Design, Sites, and Data Sources

The CIS model uses two tiers of prevention and intervention resources and services. Basic prevention and intervention services (Level 1 services) are available for any student in a CIS school. Typically these last for only a few hours or days and address schoolwide needs. Examples would include providing clothing and school supplies, coordinating schoolwide career fairs, bringing in health care professionals to conduct annual screenings, and providing short-term counseling in crisis situations. Level 2 case-managed services are sustained interventions lasting throughout the school year or possibly several years, intended for students at high risk of dropping out: those with poor academic performance, poor attendance records, or frequent misbehavior. These students receive services such as tutoring, mentoring, or individual or group counseling.

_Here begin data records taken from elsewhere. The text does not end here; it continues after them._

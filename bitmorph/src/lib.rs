//! bitmorph - Word-parallel binary morphology for Rust
//!
//! # Overview
//!
//! bitmorph dilates and erodes 1-bpp rasters with linear (horizontal or
//! vertical) run structuring elements, 32 pixels at a time:
//!
//! - Bit-packed rasters and padded views ([`Bitmap`], [`PaddedView`])
//! - Integer-indexed linear kernels for run lengths 2 through 63
//!   ([`dwa::apply_linear_kernel`])
//! - Brick dilation, erosion, opening and closing of any size
//!   ([`dwa::dilate_brick_dwa`] and friends)
//!
//! Enable the `rayon` feature to split rows across threads.
//!
//! # Example
//!
//! ```
//! use bitmorph::Bitmap;
//! use bitmorph::dwa::{close_brick_dwa, dilate_brick_dwa};
//!
//! let pix = Bitmap::from_ascii(
//!     "........\n\
//!      ..x.x...\n\
//!      ........",
//! )
//! .unwrap();
//! let dilated = dilate_brick_dwa(&pix, 3, 1).unwrap();
//! assert_eq!(dilated.count_pixels(), 5);
//!
//! // closing bridges the one-pixel gap
//! let closed = close_brick_dwa(&pix, 3, 1).unwrap();
//! assert_eq!(closed.get_pixel(3, 1), Some(1));
//! ```

// Re-export core types (primary data structures used everywhere)
pub use bitmorph_core::*;

// Re-export the DWA crate as a module to avoid name conflicts
pub use bitmorph_dwa as dwa;
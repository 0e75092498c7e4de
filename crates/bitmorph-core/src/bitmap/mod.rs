//! Bitmap - The bit-packed binary raster
//!
//! The `Bitmap` structure holds a 1-bpp image, one pixel per bit.
//!
//! # Pixel layout
//!
//! - Image data is stored in 32-bit words
//! - Every row starts on a 32-bit boundary (`wpl` words per line)
//! - Pixels are packed MSB to LSB within each word, so pixel 0 of a row
//!   lives in bit 31 of the row's first word. A logical left shift of a
//!   word therefore moves the pixel at `x + 1` into position `x`.
//! - Bits past `width` in the last word of a row are padding. Operations
//!   that compare or count pixels ignore them.
//!
//! # Ownership model
//!
//! `Bitmap` uses `Arc` for cheap cloning (shared ownership).
//! To modify pixel data, convert to `BitmapMut` via [`Bitmap::try_into_mut`]
//! or [`Bitmap::to_mut`], then convert back with `Into<Bitmap>`.

mod access;
mod border;
mod ops;

pub use access::{clear_data_bit, get_data_bit, set_data_bit, set_data_bit_val};

use crate::error::{Error, Result};
use std::sync::Arc;

/// Number of pixels packed into one word.
pub const PIXELS_PER_WORD: u32 = 32;

/// Internal bitmap data
#[derive(Debug)]
struct BitmapData {
    /// Width in pixels
    width: u32,
    /// Height in pixels
    height: u32,
    /// 32-bit words per line
    wpl: u32,
    /// The image data (packed 32-bit words, row-major)
    data: Vec<u32>,
}

impl BitmapData {
    fn zeroed(width: u32, height: u32) -> Self {
        let wpl = compute_wpl(width);
        BitmapData {
            width,
            height,
            wpl,
            data: vec![0u32; (wpl as usize) * (height as usize)],
        }
    }
}

/// Compute words per line for a given width.
///
/// Uses u64 arithmetic to prevent overflow for large widths.
#[inline]
fn compute_wpl(width: u32) -> u32 {
    // ceil(u32::MAX / 32) always fits in u32
    u64::from(width).div_ceil(u64::from(PIXELS_PER_WORD)) as u32
}

/// Bitmap - Bit-packed binary raster
///
/// `Bitmap` is the container the morphology kernels read from and write to.
/// It uses reference counting via `Arc` for efficient cloning.
///
/// # Examples
///
/// ```
/// use bitmorph_core::Bitmap;
///
/// let bitmap = Bitmap::new(640, 480).unwrap();
/// assert_eq!(bitmap.width(), 640);
/// assert_eq!(bitmap.wpl(), 20);
/// ```
#[derive(Debug, Clone)]
pub struct Bitmap {
    inner: Arc<BitmapData>,
}

impl Bitmap {
    /// Create a new bitmap with all pixels OFF.
    ///
    /// # Errors
    ///
    /// Returns [`Error::InvalidDimension`] if width or height is 0.
    pub fn new(width: u32, height: u32) -> Result<Self> {
        if width == 0 || height == 0 {
            return Err(Error::InvalidDimension { width, height });
        }
        Ok(Bitmap {
            inner: Arc::new(BitmapData::zeroed(width, height)),
        })
    }

    /// Create a bitmap from raw packed words.
    ///
    /// `data` must hold exactly `wpl * height` words, with
    /// `wpl = ceil(width / 32)`.
    pub fn from_words(width: u32, height: u32, data: Vec<u32>) -> Result<Self> {
        if width == 0 || height == 0 {
            return Err(Error::InvalidDimension { width, height });
        }
        let wpl = compute_wpl(width);
        let expected = (wpl as usize) * (height as usize);
        if data.len() != expected {
            return Err(Error::InvalidParameter(format!(
                "expected {expected} words for {width}x{height}, got {}",
                data.len()
            )));
        }
        Ok(Bitmap {
            inner: Arc::new(BitmapData {
                width,
                height,
                wpl,
                data,
            }),
        })
    }

    /// Get the image width in pixels.
    #[inline]
    pub fn width(&self) -> u32 {
        self.inner.width
    }

    /// Get the image height in pixels.
    #[inline]
    pub fn height(&self) -> u32 {
        self.inner.height
    }

    /// Get the words per line.
    #[inline]
    pub fn wpl(&self) -> u32 {
        self.inner.wpl
    }

    /// Get raw access to the image data.
    #[inline]
    pub fn data(&self) -> &[u32] {
        &self.inner.data
    }

    /// Get the number of strong references to this bitmap.
    #[inline]
    pub fn ref_count(&self) -> usize {
        Arc::strong_count(&self.inner)
    }

    /// Get the words of a single row.
    ///
    /// # Panics
    ///
    /// Panics if `y >= height`.
    #[inline]
    pub fn row_data(&self, y: u32) -> &[u32] {
        let start = (y * self.inner.wpl) as usize;
        let end = start + self.inner.wpl as usize;
        &self.inner.data[start..end]
    }

    /// Create a zeroed bitmap with the same dimensions.
    pub fn create_template(&self) -> Self {
        Bitmap {
            inner: Arc::new(BitmapData::zeroed(self.inner.width, self.inner.height)),
        }
    }

    /// Check if two bitmaps have the same width and height.
    pub fn sizes_equal(&self, other: &Bitmap) -> bool {
        self.inner.width == other.inner.width && self.inner.height == other.inner.height
    }

    /// Create a deep copy of this bitmap.
    ///
    /// Unlike `clone()` which shares data via Arc, this creates
    /// a completely independent copy.
    pub fn deep_clone(&self) -> Self {
        Bitmap {
            inner: Arc::new(BitmapData {
                width: self.inner.width,
                height: self.inner.height,
                wpl: self.inner.wpl,
                data: self.inner.data.clone(),
            }),
        }
    }

    /// Try to get mutable access to the image data.
    ///
    /// Succeeds only if there is exactly one reference to the data.
    pub fn try_into_mut(self) -> std::result::Result<BitmapMut, Self> {
        match Arc::try_unwrap(self.inner) {
            Ok(data) => Ok(BitmapMut { inner: data }),
            Err(arc) => Err(Bitmap { inner: arc }),
        }
    }

    /// Get mutable access, copying the data only if it is shared.
    pub fn into_mut(self) -> BitmapMut {
        self.try_into_mut().unwrap_or_else(|shared| shared.to_mut())
    }

    /// Create a mutable copy of this bitmap.
    pub fn to_mut(&self) -> BitmapMut {
        BitmapMut {
            inner: BitmapData {
                width: self.inner.width,
                height: self.inner.height,
                wpl: self.inner.wpl,
                data: self.inner.data.clone(),
            },
        }
    }
}

/// Mutable bitmap
///
/// Allows modification of image data. Convert back to an immutable
/// [`Bitmap`] using `Into<Bitmap>`. Exclusive access is enforced at
/// compile time, which is also what keeps a kernel's destination from
/// aliasing its source.
#[derive(Debug)]
pub struct BitmapMut {
    inner: BitmapData,
}

impl BitmapMut {
    /// Allocate without validating; callers guarantee nonzero dimensions.
    fn zeroed(width: u32, height: u32) -> Self {
        BitmapMut {
            inner: BitmapData::zeroed(width, height),
        }
    }

    /// Create a new mutable bitmap with all pixels OFF.
    pub fn new(width: u32, height: u32) -> Result<Self> {
        Ok(Bitmap::new(width, height)?.into_mut())
    }

    /// Get the image width.
    #[inline]
    pub fn width(&self) -> u32 {
        self.inner.width
    }

    /// Get the image height.
    #[inline]
    pub fn height(&self) -> u32 {
        self.inner.height
    }

    /// Get words per line.
    #[inline]
    pub fn wpl(&self) -> u32 {
        self.inner.wpl
    }

    /// Get raw access to the image data.
    #[inline]
    pub fn data(&self) -> &[u32] {
        &self.inner.data
    }

    /// Get mutable access to the image data.
    #[inline]
    pub fn data_mut(&mut self) -> &mut [u32] {
        &mut self.inner.data
    }

    /// Get the words of a single row.
    #[inline]
    pub fn row_data(&self, y: u32) -> &[u32] {
        let start = (y * self.inner.wpl) as usize;
        let end = start + self.inner.wpl as usize;
        &self.inner.data[start..end]
    }

    /// Get the words of a single row for modification.
    #[inline]
    pub fn row_data_mut(&mut self, y: u32) -> &mut [u32] {
        let start = (y * self.inner.wpl) as usize;
        let end = start + self.inner.wpl as usize;
        &mut self.inner.data[start..end]
    }

    /// Clear every pixel to OFF.
    pub fn clear_all(&mut self) {
        self.inner.data.fill(0);
    }

    /// Set every pixel to ON, leaving the padding bits clear.
    pub fn set_all(&mut self) {
        self.inner.data.fill(!0);
        self.clear_unused_bits();
    }
}

impl From<BitmapMut> for Bitmap {
    fn from(bitmap: BitmapMut) -> Self {
        Bitmap {
            inner: Arc::new(bitmap.inner),
        }
    }
}
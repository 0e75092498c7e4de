//! Brick (rectangular) DWA operations
//!
//! A brick of `hsize x vsize` is separable: it is applied as a sequence of
//! horizontal linear passes followed by vertical ones. Runs longer than the
//! table maximum are split into runs of 63 plus one remainder run, whose
//! windows sum exactly to the window of the full length.
//!
//! Every pass works on a copy of the image surrounded by a 32-pixel border.
//! The border is refilled before each pass according to the
//! [`BoundaryCondition`], so results match a single application of the
//! whole brick.
//!
//! The brick origin is at `(hsize / 2, vsize / 2)`. Dilation uses the run
//! window and erosion its reflection, so that opening is anti-extensive
//! and closing is extensive for every size.

use crate::dispatch::MAX_TABLE_LENGTH;
use crate::error::{DwaError, DwaResult};
use crate::window::{Direction, LinearKernel, MorphOp, Window};
use bitmorph_core::{Bitmap, BitmapMut};

/// Border added around the image for every pass, in pixels.
pub const BORDER: u32 = 32;

/// Value assumed for pixels outside the image.
#[derive(Debug, Clone, Copy, PartialEq, Eq, Default)]
pub enum BoundaryCondition {
    /// Outside pixels are OFF for both dilation and erosion
    #[default]
    Asymmetric,
    /// Outside pixels are OFF for dilation and ON for erosion
    Symmetric,
}

impl BoundaryCondition {
    /// Border value to use for `op`.
    pub fn border_value(self, op: MorphOp) -> u32 {
        match (self, op) {
            (BoundaryCondition::Symmetric, MorphOp::Erode) => 1,
            _ => 0,
        }
    }
}

/// Runtime options for the brick operations.
#[derive(Debug, Clone, Copy, PartialEq, Eq, Default)]
pub struct DwaConfig {
    /// Treatment of pixels outside the image
    pub boundary: BoundaryCondition,
    /// Split rows across threads (requires the `rayon` feature)
    pub parallel: bool,
}

impl DwaConfig {
    /// Set the boundary condition.
    pub fn with_boundary(mut self, boundary: BoundaryCondition) -> Self {
        self.boundary = boundary;
        self
    }

    /// Enable or disable row-parallel passes.
    pub fn with_parallel(mut self, parallel: bool) -> Self {
        self.parallel = parallel;
        self
    }
}

/// Split a run longer than 63 into composable pieces.
///
/// Returns `(n, extra)`: `n` runs of length 63 followed by one run of
/// length `extra`, where `extra == 1` means no remainder pass. Chained,
/// they cover exactly `size` pixels: `62 * n + extra == size`.
///
/// # Errors
///
/// Returns [`DwaError::InvalidParameters`] if `size <= 63`.
pub fn get_extended_composite_parameters(size: u32) -> DwaResult<(u32, u32)> {
    if size <= MAX_TABLE_LENGTH {
        return Err(DwaError::InvalidParameters(format!(
            "size {size} does not need extension"
        )));
    }
    let step = MAX_TABLE_LENGTH - 1;
    let n = 1 + (size - MAX_TABLE_LENGTH) / step;
    let extra = size - MAX_TABLE_LENGTH - (n - 1) * step + 1;
    Ok((n, extra))
}

/// Run lengths whose chained windows equal the window of `size`.
fn run_lengths(size: u32) -> DwaResult<Vec<u32>> {
    if size == 1 {
        return Ok(Vec::new());
    }
    if size <= MAX_TABLE_LENGTH {
        return Ok(vec![size]);
    }
    let (n, extra) = get_extended_composite_parameters(size)?;
    let mut lengths = vec![MAX_TABLE_LENGTH; n as usize];
    if extra > 1 {
        lengths.push(extra);
    }
    Ok(lengths)
}

/// Build the pass list for one operation.
fn brick_passes(op: MorphOp, hsize: u32, vsize: u32) -> DwaResult<Vec<LinearKernel>> {
    let mut passes = Vec::new();
    for (direction, size) in [(Direction::Horizontal, hsize), (Direction::Vertical, vsize)] {
        for length in run_lengths(size)? {
            let window = Window::for_length(length);
            let window = match op {
                MorphOp::Dilate => window,
                MorphOp::Erode => window.reflect(),
            };
            passes.push(LinearKernel::new(direction, op, window));
        }
    }
    Ok(passes)
}

fn check_sizes(hsize: u32, vsize: u32) -> DwaResult<()> {
    if hsize == 0 || vsize == 0 {
        return Err(DwaError::InvalidParameters(format!(
            "brick size must be at least 1x1, got {hsize}x{vsize}"
        )));
    }
    Ok(())
}

/// Run `passes` over a bordered copy of `pix`.
fn run_passes(pix: &Bitmap, passes: &[LinearKernel], config: &DwaConfig) -> DwaResult<Bitmap> {
    let mut src: BitmapMut = pix.add_border(BORDER, 0)?.into_mut();
    let mut dst = BitmapMut::new(src.width(), src.height())?;
    for kernel in passes {
        let val = config.boundary.border_value(kernel.op);
        src.set_border_val(BORDER, BORDER, BORDER, BORDER, val);
        {
            let src_view = src.as_padded(BORDER)?;
            let mut dst_view = dst.as_padded_mut(BORDER)?;
            apply(&mut dst_view, &src_view, kernel, config.parallel)?;
        }
        std::mem::swap(&mut src, &mut dst);
    }
    let out: Bitmap = src.into();
    Ok(out.remove_border(BORDER)?)
}

#[cfg(feature = "rayon")]
fn apply(
    dst: &mut bitmorph_core::PaddedViewMut<'_>,
    src: &bitmorph_core::PaddedView<'_>,
    kernel: &LinearKernel,
    parallel: bool,
) -> DwaResult<()> {
    if parallel {
        crate::parallel::apply_kernel_par(dst, src, kernel)
    } else {
        crate::dispatch::apply_kernel(dst, src, kernel)
    }
}

#[cfg(not(feature = "rayon"))]
fn apply(
    dst: &mut bitmorph_core::PaddedViewMut<'_>,
    src: &bitmorph_core::PaddedView<'_>,
    kernel: &LinearKernel,
    _parallel: bool,
) -> DwaResult<()> {
    crate::dispatch::apply_kernel(dst, src, kernel)
}

/// Apply one linear kernel to a whole bitmap.
///
/// The kernel window is used as given (no reflection for erosion), and
/// pixels outside the image take the value selected by
/// `config.boundary`. The window radius must not exceed [`BORDER`].
///
/// # Errors
///
/// Returns [`DwaError::MarginViolation`] for windows reaching further than
/// 32 pixels.
pub fn morph_linear_dwa(pix: &Bitmap, kernel: &LinearKernel, config: &DwaConfig) -> DwaResult<Bitmap> {
    run_passes(pix, std::slice::from_ref(kernel), config)
}

/// Dilate or erode with an `hsize x vsize` brick.
///
/// # Errors
///
/// Returns [`DwaError::InvalidParameters`] if either size is 0.
pub fn morph_brick_dwa(
    pix: &Bitmap,
    op: MorphOp,
    hsize: u32,
    vsize: u32,
    config: &DwaConfig,
) -> DwaResult<Bitmap> {
    check_sizes(hsize, vsize)?;
    if hsize == 1 && vsize == 1 {
        return Ok(pix.deep_clone());
    }
    let passes = brick_passes(op, hsize, vsize)?;
    log::debug!(
        "{op:?} brick {hsize}x{vsize} on {}x{}: {} passes ({:?})",
        pix.width(),
        pix.height(),
        passes.len(),
        config.boundary
    );
    run_passes(pix, &passes, config)
}

/// Dilate with an `hsize x vsize` brick, asymmetric boundary.
pub fn dilate_brick_dwa(pix: &Bitmap, hsize: u32, vsize: u32) -> DwaResult<Bitmap> {
    morph_brick_dwa(pix, MorphOp::Dilate, hsize, vsize, &DwaConfig::default())
}

/// Erode with an `hsize x vsize` brick, asymmetric boundary.
pub fn erode_brick_dwa(pix: &Bitmap, hsize: u32, vsize: u32) -> DwaResult<Bitmap> {
    morph_brick_dwa(pix, MorphOp::Erode, hsize, vsize, &DwaConfig::default())
}

/// Open with an `hsize x vsize` brick.
///
/// Opening = Erosion followed by Dilation.
pub fn open_brick_dwa(pix: &Bitmap, hsize: u32, vsize: u32) -> DwaResult<Bitmap> {
    let config = DwaConfig::default();
    let eroded = morph_brick_dwa(pix, MorphOp::Erode, hsize, vsize, &config)?;
    morph_brick_dwa(&eroded, MorphOp::Dilate, hsize, vsize, &config)
}

/// Close with an `hsize x vsize` brick.
///
/// Closing = Dilation followed by Erosion. The image is first padded with
/// enough OFF pixels to hold everything the dilation spreads outside it,
/// so the erosion never sees a false OFF edge and the result is extensive
/// (a "safe" closing).
pub fn close_brick_dwa(pix: &Bitmap, hsize: u32, vsize: u32) -> DwaResult<Bitmap> {
    check_sizes(hsize, vsize)?;
    if hsize == 1 && vsize == 1 {
        return Ok(pix.deep_clone());
    }
    let config = DwaConfig::default();
    let extra = (hsize.max(vsize) / 2).next_multiple_of(BORDER);
    let padded = pix.add_border(extra, 0)?;
    let dilated = morph_brick_dwa(&padded, MorphOp::Dilate, hsize, vsize, &config)?;
    let closed = morph_brick_dwa(&dilated, MorphOp::Erode, hsize, vsize, &config)?;
    Ok(closed.remove_border(extra)?)
}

The idea is that integrating Level 1 and Level 2 services should improve outcomes overall for schools and students.

The evaluation will use two complementary studies to investigate whether or not that is true. The first study is an individual-level randomized control trial in middle schools and high schools, designed to investigate the impact of Level 2 services on individual students. From the pool of students eligible for Level 2 services, a group at each school was selected randomly to receive those services. The other students were assigned to a control group. About 2,000 students have been enrolled from a sample of middle schools and high schools across five participating CIS affiliates in North Carolina, South Carolina, and Texas. Data will come from district school records, project-administered student surveys, interviews with school and program staff, program observations, and a project-administered survey of key school-level staff.

The second study uses a comparative interrupted time-series approach to investigate how the CIS model affects whole schools. It will compare the change in outcomes over time for schools that adopted CIS with the corresponding change over time for similar comparison schools that did not adopt it. The difference between the amount CIS program schools improve and the amount the comparison schools improve provides an estimate of the program’s effect. Elementary schools, middle schools, and high schools will be examined in North Carolina and one to two other states or school districts where CIS has a strong presence. Data for comparisons will come from state data warehouses, school district records, CIS records, and the national Common Core of Data.